For brass, ferric chloride does very, very nicely. It will etch as
much as you want it to. It is available in handy bottles at
RadioShack. It will not etch silver – for that you need ferric
nitrate, available only at chemical specialty places.

To do both at once, you would need dilute (50:50) nitric acid. But
it is hard to find and nastier to work with. With ferric chloride, be
sure to wear rubber gloves – it stains, among other things.

I would bet that the catalogue pickle solution is sodium bisulphate,
the same chemical as is your pool acid (Ph Minus). Neither this, nor
citric acid, are strong enough to etch satisfactorily (although, if
you leave something in your pickle long enough, it will very slowly
begin to etch and can be destroyed over a period of several hours).
However, the citric acid is sometimes recommended to add to the
ferric chloride to improve the etch on base metal.

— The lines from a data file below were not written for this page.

// Copyright (c) 2025 Felix Kahle.
//
// Permission is hereby granted, free of charge, to any person obtaining
// a copy of this software and associated documentation files (the
// "Software"), to deal in the Software without restriction, including
// without limitation the rights to use, copy, modify, merge, publish,
// distribute, sublicense, and/or sell copies of the Software, and to
// permit persons to whom the Software is furnished to do so, subject to
// the following conditions:
//
// The above copyright notice and this permission notice shall be
// included in all copies or substantial portions of the Software.
//
// THE SOFTWARE IS PROVIDED "AS IS", WITHOUT WARRANTY OF ANY KIND,
// EXPRESS OR IMPLIED, INCLUDING BUT NOT LIMITED TO THE WARRANTIES OF
// MERCHANTABILITY, FITNESS FOR A PARTICULAR PURPOSE AND
// NONINFRINGEMENT. IN NO EVENT SHALL THE AUTHORS OR COPYRIGHT HOLDERS BE
// LIABLE FOR ANY CLAIM, DAMAGES OR OTHER LIABILITY, WHETHER IN AN ACTION
// OF CONTRACT, TORT OR OTHERWISE, ARISING FROM, OUT OF OR IN CONNECTION
// WITH THE SOFTWARE OR THE USE OR OTHER DEALINGS IN THE SOFTWARE.

//! # Adversary search driver
//!
//! Turns a `SolverConfig` into one adversary search run and a printable
//! report.
//!
//! ## Highlights
//!
//! - Weight universe: all of `1..=capacity`, or a seeded random subsample.
//!   The seed is reported so a run can be repeated.
//! - Backend: instantiated from `BackendKind` and injected into the search.
//! - Monitors: a `LogMonitor` for periodic progress, plus a `TreeRecorder`
//!   when a DOT file is requested, fanned out by a `CompositeMonitor`.
//! - Report: stretching factor, oracle call counts, time spent verifying
//!   feasibility, node count and total time.

use crate::{
    backend::make_backend,
    config::SolverConfig,
    error::SolverError,
};
use binstretch_model::weights::WeightUniverse;
use binstretch_oracle::backend::FeasibilityBackend;
use binstretch_search::{
    adversary::AdversarySolver,
    monitor::{composite::CompositeMonitor, log::LogMonitor, tree::TreeRecorder},
    result::StretchOutcome,
};
use rand::SeedableRng;
use rand_chacha::ChaCha8Rng;
use std::{
    io::{BufWriter, Write},
    path::Path,
    time::Duration,
};

/// Runs the adversary search described by a configuration.
#[derive(Debug, Clone)]
pub struct Solver {
    config: SolverConfig,
}

impl Solver {
    #[inline]
    pub fn new(config: SolverConfig) -> Self {
        Self { config }
    }

    #[inline]
    pub fn config(&self) -> &SolverConfig {
        &self.config
    }

    /// Returns the weight universe in increasing order, and the seed used
    /// to draw it if it was sampled.
    pub fn weights(&self) -> (Vec<i64>, Option<u64>) {
        let capacity = self.config.capacity;
        match self.config.random_weights {
            Some(count) => {
                let seed = self.config.seed.unwrap_or_else(rand::random);
                let mut rng = ChaCha8Rng::seed_from_u64(seed);
                let universe = WeightUniverse::sample(capacity, count, &mut rng);
                let mut weights = universe.weights().to_vec();
                weights.sort_unstable();
                (weights, Some(seed))
            }
            None => ((1..=capacity).collect(), None),
        }
    }

    /// Runs the search.
    ///
    /// # Errors
    ///
    /// Returns an error if the configuration is invalid, the backend is not
    /// available, the search fails, or the DOT file cannot be written.
    pub fn run(&self) -> Result<SolverReport, SolverError> {
        self.config.validate()?;

        let (weights, seed) = self.weights();
        let backend = make_backend(self.config.backend)?;
        let backend_name = backend.name().to_string();
        let lower_bound = self.config.effective_lower_bound();

        let mut solver = AdversarySolver::new().with_memo_policy(self.config.memo.into());
        if let Some(ceiling) = self.config.ceiling {
            solver = solver.with_ceiling(ceiling);
        }

        log::info!(
            "Searching {} bins of capacity {} with {} weights from lower bound {} (backend: {}, memo: {})",
            self.config.num_bins,
            self.config.capacity,
            weights.len(),
            lower_bound,
            backend_name,
            solver.memo_policy()
        );

        let mut recorder = self.config.dot.as_ref().map(|_| TreeRecorder::new());
        let outcome = {
            let mut monitor = CompositeMonitor::with_capacity(2);
            monitor.add_monitor(LogMonitor::new(
                Duration::from_secs(self.config.log_interval_secs),
                4095,
            ));
            if let Some(recorder) = recorder.as_mut() {
                monitor.add_monitor(recorder);
            }
            solver.run(
                &weights,
                self.config.num_bins,
                self.config.capacity,
                Some(lower_bound),
                backend,
                monitor,
            )?
        };

        let mut tree_nodes = None;
        if let (Some(path), Some(recorder)) = (self.config.dot.as_ref(), recorder.as_ref()) {
            write_dot(path, recorder)?;
            log::info!(
                "Wrote {} search nodes to {}",
                recorder.len(),
                path.display()
            );
            tree_nodes = Some(recorder.len());
        }

        Ok(SolverReport {
            backend: backend_name,
            seed,
            weights,
            outcome,
            tree_nodes,
        })
    }
}

fn write_dot(path: &Path, recorder: &TreeRecorder<i64>) -> Result<(), SolverError> {
    let mut writer = BufWriter::new(std::fs::File::create(path)?);
    recorder.write_dot(&mut writer)?;
    writer.flush()?;
    Ok(())
}

/// Everything a run produced.
#[derive(Debug, Clone)]
pub struct SolverReport {
    backend: String,
    seed: Option<u64>,
    weights: Vec<i64>,
    outcome: StretchOutcome<i64>,
    tree_nodes: Option<usize>,
}

impl SolverReport {
    #[inline]
    pub fn backend(&self) -> &str {
        &self.backend
    }

    /// Returns the seed of the sampled weight universe.
    #[inline]
    pub fn seed(&self) -> Option<u64> {
        self.seed
    }

    #[inline]
    pub fn weights(&self) -> &[i64] {
        &self.weights
    }

    #[inline]
    pub fn outcome(&self) -> &StretchOutcome<i64> {
        &self.outcome
    }

    /// Returns the number of nodes written to the DOT file, if one was
    /// requested.
    #[inline]
    pub fn tree_nodes(&self) -> Option<usize> {
        self.tree_nodes
    }
}

impl std::fmt::Display for SolverReport {
    fn fmt(&self, f: &mut std::fmt::Formatter<'_>) -> std::fmt::Result {
        let outcome = &self.outcome;
        let statistics = outcome.statistics();

        writeln!(f, "Backend used = {}", self.backend)?;
        writeln!(f, "===========")?;
        writeln!(
            f,
            "Packing items of size 1 to {} into {} bins",
            outcome.capacity(),
            outcome.num_bins()
        )?;
        writeln!(f, "Weights = {:?}", self.weights)?;
        if let Some(seed) = self.seed {
            writeln!(f, "Seed = {}", seed)?;
        }
        writeln!(f)?;
        writeln!(f, "{}", outcome)?;
        if let Some(weight) = outcome.first_weight() {
            writeln!(f, "First item to offer:                {}", weight)?;
        }
        if outcome.reached_ceiling() {
            writeln!(
                f,
                "Ceiling {} reached; the value is a lower bound only",
                outcome.ceiling()
            )?;
        }
        writeln!(f, "Feasibility checks:                 {}", statistics.oracle.calls)?;
        writeln!(f, "Exact feasibility checks:           {}", statistics.oracle.exact_calls)?;
        writeln!(
            f,
            "Time spent verifying feasibility:   {:.3?}",
            statistics.oracle.time_total
        )?;
        writeln!(f, "#nodes:                             {}", statistics.nodes_explored)?;
        write!(f, "Total elapsed time:                 {:.3?}", statistics.time_total)
    }
}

See some of the following sites for more info. (article by Gail

(look for articles by Katherine Palochak on low-tech photoetching,
where there will be some discussion of the

use of ferric chloride; look up Katherine’s name in the the Orchid
Archives, too)

All the best,
Judy Bjorkman

Ferric Chloride will etch brass, nickel silver, and copper. If
possible, hang the metal upside down or lay on the green kitchen
scrubby mesh. This helps to keep the sludge from staying on the
metal and slowing the etch. You can get a deep etch. 

If using ferric chloride the piece should be suspended in the bath
upside down (i.e. the surface to be etch should be facing down).
Ferric chloride etches really well, but a sludge can build up in the
etched areas, slowing down the process. A student suggested to me
that we float the pieces taped to small pieces of styrofoam - it
works really well. You can also write the time you put it in the
solution to keep track of the time. We always keep a lid on the
solution to prevent evaporation. Many people try to agitate the
solution, as that seems to speed up the etching process (we use an
old bubbler from a fish tank under the container).

If you use Edinburgh etch - you can put the metal in the solution
with the image facing up - the sludge isn’t a problem with it.

In terms of tape - we use the brown packing tape - but clear will
work as well - it’s just more difficult to see exactly where it is.
We use it to tape onto the styrofoam pieces, to protect the back and
edges from etching and as a resist. By the way the styrofoam can be
used repeatedly - just wash them off and dry them. Dense styrofoam
(blue and pink) is better than the white.